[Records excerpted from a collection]
[Start of section]

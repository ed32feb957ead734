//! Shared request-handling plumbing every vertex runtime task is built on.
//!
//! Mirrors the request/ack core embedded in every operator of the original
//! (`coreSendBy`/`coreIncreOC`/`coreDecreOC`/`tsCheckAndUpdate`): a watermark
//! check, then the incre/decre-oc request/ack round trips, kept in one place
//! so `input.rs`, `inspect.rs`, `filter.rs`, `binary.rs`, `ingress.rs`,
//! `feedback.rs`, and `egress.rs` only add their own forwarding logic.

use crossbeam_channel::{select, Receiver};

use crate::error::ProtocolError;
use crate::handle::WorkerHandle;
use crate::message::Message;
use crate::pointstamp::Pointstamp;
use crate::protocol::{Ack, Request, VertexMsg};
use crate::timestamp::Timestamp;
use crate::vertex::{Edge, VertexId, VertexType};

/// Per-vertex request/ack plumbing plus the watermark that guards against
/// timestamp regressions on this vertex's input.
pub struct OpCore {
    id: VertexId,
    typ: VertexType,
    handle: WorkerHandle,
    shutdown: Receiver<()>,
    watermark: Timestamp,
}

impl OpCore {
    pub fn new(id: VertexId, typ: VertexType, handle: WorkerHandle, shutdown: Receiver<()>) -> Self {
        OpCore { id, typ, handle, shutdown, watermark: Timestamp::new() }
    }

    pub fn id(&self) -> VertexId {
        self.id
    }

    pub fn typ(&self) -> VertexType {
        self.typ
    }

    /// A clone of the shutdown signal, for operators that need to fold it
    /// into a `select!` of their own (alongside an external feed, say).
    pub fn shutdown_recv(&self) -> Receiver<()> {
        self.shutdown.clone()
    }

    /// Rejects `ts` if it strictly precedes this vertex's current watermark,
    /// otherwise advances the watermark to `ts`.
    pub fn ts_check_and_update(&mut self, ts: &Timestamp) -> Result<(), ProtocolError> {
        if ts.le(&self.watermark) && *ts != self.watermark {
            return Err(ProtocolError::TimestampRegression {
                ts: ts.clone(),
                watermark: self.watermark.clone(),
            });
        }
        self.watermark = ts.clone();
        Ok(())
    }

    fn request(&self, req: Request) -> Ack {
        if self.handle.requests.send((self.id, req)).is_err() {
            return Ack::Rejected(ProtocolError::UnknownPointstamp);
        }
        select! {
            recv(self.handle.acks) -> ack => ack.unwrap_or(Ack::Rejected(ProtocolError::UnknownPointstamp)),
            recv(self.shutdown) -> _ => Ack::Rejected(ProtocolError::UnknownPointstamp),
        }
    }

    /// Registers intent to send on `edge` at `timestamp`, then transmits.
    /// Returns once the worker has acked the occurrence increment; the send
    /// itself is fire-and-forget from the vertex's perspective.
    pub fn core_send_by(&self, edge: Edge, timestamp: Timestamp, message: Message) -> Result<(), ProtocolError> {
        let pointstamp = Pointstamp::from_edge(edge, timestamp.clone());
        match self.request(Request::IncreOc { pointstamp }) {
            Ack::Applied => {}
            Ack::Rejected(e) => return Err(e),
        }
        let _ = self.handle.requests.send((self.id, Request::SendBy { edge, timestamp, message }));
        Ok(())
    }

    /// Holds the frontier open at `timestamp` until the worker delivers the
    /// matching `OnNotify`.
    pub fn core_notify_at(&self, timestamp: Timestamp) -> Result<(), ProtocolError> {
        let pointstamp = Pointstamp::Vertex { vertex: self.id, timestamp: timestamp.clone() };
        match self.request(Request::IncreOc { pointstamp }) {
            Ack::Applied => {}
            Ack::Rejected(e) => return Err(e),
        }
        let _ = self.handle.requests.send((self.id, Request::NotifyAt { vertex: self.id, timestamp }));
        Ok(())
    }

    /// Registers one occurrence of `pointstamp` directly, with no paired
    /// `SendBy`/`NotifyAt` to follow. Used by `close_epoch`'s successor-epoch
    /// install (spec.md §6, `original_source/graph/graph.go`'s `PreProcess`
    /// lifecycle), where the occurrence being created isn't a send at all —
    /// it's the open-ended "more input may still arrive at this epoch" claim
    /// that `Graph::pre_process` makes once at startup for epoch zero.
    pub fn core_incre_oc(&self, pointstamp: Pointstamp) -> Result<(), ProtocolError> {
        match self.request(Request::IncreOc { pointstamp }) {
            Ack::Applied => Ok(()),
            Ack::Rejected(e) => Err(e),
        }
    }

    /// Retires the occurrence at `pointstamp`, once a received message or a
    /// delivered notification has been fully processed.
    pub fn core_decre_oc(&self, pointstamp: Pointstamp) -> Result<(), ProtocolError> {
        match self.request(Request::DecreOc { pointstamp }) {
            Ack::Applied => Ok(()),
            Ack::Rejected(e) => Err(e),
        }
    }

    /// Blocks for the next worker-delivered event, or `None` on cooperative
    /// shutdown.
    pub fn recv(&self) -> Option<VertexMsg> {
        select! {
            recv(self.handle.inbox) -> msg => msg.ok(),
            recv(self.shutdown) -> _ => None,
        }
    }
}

[End of section]

# [Task to complete]
Every one of the entries must be printed exactly.

# [Response to the exercise]
repository ed32feb957ead734
//! Shared request-handling plumbing every vertex runtime task is built on.
//!
//! Mirrors the request/ack core embedded in every operator of the original
//! (`coreSendBy`/`coreIncreOC`/`coreDecreOC`/`tsCheckAndUpdate`): a watermark
//! check, then the incre/decre-oc request/ack round trips, kept in one place
//! so `input.rs`, `inspect.rs`, `filter.rs`, `binary.rs`, `ingress.rs`,
//! `feedback.rs`, and `egress.rs` only add their own forwarding logic.

use crossbeam_channel::{select, Receiver};

use crate::error::ProtocolError;
use crate::handle::WorkerHandle;
use crate::message::Message;
use crate::pointstamp::Pointstamp;
use crate::protocol::{Ack, Request, VertexMsg};
use crate::timestamp::Timestamp;
use crate::vertex::{Edge, VertexId, VertexType};

/// Per-vertex request/ack plumbing plus the watermark that guards against
/// timestamp regressions on this vertex's input.
pub struct OpCore {
    id: VertexId,
    typ: VertexType,
    handle: WorkerHandle,
    shutdown: Receiver<()>,
    watermark: Timestamp,
}

impl OpCore {
    pub fn new(id: VertexId, typ: VertexType, handle: WorkerHandle, shutdown: Receiver<()>) -> Self {
        OpCore { id, typ, handle, shutdown, watermark: Timestamp::new() }
    }

    pub fn id(&self) -> VertexId {
        self.id
    }

    pub fn typ(&self) -> VertexType {
        self.typ
    }

    /// A clone of the shutdown signal, for operators that need to fold it
    /// into a `select!` of their own (alongside an external feed, say).
    pub fn shutdown_recv(&self) -> Receiver<()> {
        self.shutdown.clone()
    }

    /// Rejects `ts` if it strictly precedes this vertex's current watermark,
    /// otherwise advances the watermark to `ts`.
    pub fn ts_check_and_update(&mut self, ts: &Timestamp) -> Result<(), ProtocolError> {
        if ts.le(&self.watermark) && *ts != self.watermark {
            return Err(ProtocolError::TimestampRegression {
                ts: ts.clone(),
                watermark: self.watermark.clone(),
            });
        }
        self.watermark = ts.clone();
        Ok(())
    }

    fn request(&self, req: Request) -> Ack {
        if self.handle.requests.send((self.id, req)).is_err() {
            return Ack::Rejected(ProtocolError::UnknownPointstamp);
        }
        select! {
            recv(self.handle.acks) -> ack => ack.unwrap_or(Ack::Rejected(ProtocolError::UnknownPointstamp)),
            recv(self.shutdown) -> _ => Ack::Rejected(ProtocolError::UnknownPointstamp),
        }
    }

    /// Registers intent to send on `edge` at `timestamp`, then transmits.
    /// Returns once the worker has acked the occurrence increment; the send
    /// itself is fire-and-forget from the vertex's perspective.
    pub fn core_send_by(&self, edge: Edge, timestamp: Timestamp, message: Message) -> Result<(), ProtocolError> {
        let pointstamp = Pointstamp::from_edge(edge, timestamp.clone());
        match self.request(Request::IncreOc { pointstamp }) {
            Ack::Applied => {}
            Ack::Rejected(e) => return Err(e),
        }
        let _ = self.handle.requests.send((self.id, Request::SendBy { edge, timestamp, message }));
        Ok(())
    }

    /// Holds the frontier open at `timestamp` until the worker delivers the
    /// matching `OnNotify`.
    pub fn core_notify_at(&self, timestamp: Timestamp) -> Result<(), ProtocolError> {
        let pointstamp = Pointstamp::Vertex { vertex: self.id, timestamp: timestamp.clone() };
        match self.request(Request::IncreOc { pointstamp }) {
            Ack::Applied => {}
            Ack::Rejected(e) => return Err(e),
        }
        let _ = self.handle.requests.send((self.id, Request::NotifyAt { vertex: self.id, timestamp }));
        Ok(())
    }

    /// Registers one occurrence of `pointstamp` directly, with no paired
    /// `SendBy`/`NotifyAt` to follow. Used by `close_epoch`'s successor-epoch
    /// install (spec.md §6, `original_source/graph/graph.go`'s `PreProcess`
    /// lifecycle), where the occurrence being created isn't a send at all —
    /// it's the open-ended "more input may still arrive at this epoch" claim
    /// that `Graph::pre_process` makes once at startup for epoch zero.
    pub fn core_incre_oc(&self, pointstamp: Pointstamp) -> Result<(), ProtocolError> {
        match self.request(Request::IncreOc { pointstamp }) {
            Ack::Applied => Ok(()),
            Ack::Rejected(e) => Err(e),
        }
    }

    /// Retires the occurrence at `pointstamp`, once a received message or a
    /// delivered notification has been fully processed.
    pub fn core_decre_oc(&self, pointstamp: Pointstamp) -> Result<(), ProtocolError> {
        match self.request(Request::DecreOc { pointstamp }) {
            Ack::Applied => Ok(()),
            Ack::Rejected(e) => Err(e),
        }
    }

    /// Blocks for the next worker-delivered event, or `None` on cooperative
    /// shutdown.
    pub fn recv(&self) -> Option<VertexMsg> {
        select! {
            recv(self.handle.inbox) -> msg => msg.ok(),
            recv(self.shutdown) -> _ => None,
        }
    }
}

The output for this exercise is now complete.